Directions:
The answer must be every line below that holds the word "PropertyInstance".
── Records for the exercise
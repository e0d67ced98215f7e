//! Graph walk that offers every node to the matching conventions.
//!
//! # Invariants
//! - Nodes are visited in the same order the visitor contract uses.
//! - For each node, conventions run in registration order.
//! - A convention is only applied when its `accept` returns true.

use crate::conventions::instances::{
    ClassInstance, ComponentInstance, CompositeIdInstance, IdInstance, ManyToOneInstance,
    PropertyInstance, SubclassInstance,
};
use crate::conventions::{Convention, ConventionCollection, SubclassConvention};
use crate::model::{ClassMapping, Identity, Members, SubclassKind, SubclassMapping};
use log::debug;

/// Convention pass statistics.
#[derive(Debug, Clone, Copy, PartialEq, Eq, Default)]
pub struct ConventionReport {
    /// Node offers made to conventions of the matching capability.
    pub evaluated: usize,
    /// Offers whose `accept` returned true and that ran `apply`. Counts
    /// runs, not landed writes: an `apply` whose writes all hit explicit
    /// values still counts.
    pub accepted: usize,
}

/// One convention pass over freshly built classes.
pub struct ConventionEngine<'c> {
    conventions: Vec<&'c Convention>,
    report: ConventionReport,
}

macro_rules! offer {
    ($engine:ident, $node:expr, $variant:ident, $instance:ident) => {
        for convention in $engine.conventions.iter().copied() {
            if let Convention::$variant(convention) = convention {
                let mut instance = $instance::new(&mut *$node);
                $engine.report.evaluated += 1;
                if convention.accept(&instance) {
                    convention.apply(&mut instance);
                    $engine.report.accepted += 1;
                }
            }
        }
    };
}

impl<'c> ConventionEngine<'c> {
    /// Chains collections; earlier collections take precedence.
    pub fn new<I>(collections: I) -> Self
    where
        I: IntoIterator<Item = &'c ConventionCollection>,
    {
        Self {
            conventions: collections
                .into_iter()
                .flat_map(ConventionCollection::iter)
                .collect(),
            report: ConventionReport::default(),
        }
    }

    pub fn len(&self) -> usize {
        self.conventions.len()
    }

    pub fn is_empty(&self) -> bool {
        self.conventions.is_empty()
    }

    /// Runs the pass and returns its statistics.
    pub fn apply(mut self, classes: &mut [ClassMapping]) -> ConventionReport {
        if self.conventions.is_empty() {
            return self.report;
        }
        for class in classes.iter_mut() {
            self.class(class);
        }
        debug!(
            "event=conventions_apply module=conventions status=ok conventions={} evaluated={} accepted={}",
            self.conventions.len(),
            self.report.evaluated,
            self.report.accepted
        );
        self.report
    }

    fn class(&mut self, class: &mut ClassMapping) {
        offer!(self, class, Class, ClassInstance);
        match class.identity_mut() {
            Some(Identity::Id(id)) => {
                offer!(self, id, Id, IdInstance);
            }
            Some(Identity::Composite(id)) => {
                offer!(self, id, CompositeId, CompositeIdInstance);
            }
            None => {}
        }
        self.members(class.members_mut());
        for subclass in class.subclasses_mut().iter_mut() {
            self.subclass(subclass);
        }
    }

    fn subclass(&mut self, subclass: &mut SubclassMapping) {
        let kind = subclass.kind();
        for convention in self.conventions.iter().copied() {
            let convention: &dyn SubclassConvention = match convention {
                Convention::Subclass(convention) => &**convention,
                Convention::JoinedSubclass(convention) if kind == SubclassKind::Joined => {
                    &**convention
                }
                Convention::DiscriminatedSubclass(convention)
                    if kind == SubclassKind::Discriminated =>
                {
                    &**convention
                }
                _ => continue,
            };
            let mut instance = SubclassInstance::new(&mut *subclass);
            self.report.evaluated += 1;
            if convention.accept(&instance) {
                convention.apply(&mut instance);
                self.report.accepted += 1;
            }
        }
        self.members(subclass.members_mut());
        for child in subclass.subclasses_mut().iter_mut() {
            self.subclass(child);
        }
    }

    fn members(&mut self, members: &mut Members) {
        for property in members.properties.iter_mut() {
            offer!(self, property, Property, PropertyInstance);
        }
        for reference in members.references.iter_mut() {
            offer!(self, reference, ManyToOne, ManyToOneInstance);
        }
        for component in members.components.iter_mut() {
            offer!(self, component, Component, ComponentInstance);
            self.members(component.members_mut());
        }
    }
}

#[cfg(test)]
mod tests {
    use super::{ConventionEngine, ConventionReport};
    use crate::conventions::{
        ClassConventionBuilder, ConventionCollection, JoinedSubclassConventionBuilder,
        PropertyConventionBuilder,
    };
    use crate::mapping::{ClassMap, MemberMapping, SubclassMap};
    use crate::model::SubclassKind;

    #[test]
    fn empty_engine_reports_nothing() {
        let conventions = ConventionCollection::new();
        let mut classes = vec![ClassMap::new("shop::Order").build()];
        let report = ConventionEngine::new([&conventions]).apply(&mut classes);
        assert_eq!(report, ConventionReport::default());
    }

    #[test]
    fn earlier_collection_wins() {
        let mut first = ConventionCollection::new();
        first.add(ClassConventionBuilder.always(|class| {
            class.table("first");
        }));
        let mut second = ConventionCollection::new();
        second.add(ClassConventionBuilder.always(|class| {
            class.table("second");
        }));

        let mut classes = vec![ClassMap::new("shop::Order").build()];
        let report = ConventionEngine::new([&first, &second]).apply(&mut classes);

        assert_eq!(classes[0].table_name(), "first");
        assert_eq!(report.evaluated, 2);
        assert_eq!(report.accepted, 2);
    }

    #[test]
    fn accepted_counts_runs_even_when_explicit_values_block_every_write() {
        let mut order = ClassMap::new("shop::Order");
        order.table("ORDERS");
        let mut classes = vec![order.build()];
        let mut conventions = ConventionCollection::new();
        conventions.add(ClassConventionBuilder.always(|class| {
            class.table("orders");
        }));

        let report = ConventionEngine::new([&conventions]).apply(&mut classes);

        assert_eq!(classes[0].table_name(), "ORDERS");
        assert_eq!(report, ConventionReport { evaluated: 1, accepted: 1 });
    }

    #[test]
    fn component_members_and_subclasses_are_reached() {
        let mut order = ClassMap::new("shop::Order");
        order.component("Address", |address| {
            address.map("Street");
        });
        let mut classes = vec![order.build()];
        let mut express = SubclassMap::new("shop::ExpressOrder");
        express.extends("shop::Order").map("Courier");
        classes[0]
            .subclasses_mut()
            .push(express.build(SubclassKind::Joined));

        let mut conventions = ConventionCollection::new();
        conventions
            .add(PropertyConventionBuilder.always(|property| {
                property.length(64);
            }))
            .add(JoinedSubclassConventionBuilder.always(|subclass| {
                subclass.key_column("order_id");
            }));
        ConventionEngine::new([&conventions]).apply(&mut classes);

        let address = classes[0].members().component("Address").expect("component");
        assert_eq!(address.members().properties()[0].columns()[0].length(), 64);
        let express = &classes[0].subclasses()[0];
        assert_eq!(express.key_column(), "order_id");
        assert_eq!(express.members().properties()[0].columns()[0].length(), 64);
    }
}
────
Your response:
    PropertyInstance, SubclassInstance,
            offer!(self, property, Property, PropertyInstance);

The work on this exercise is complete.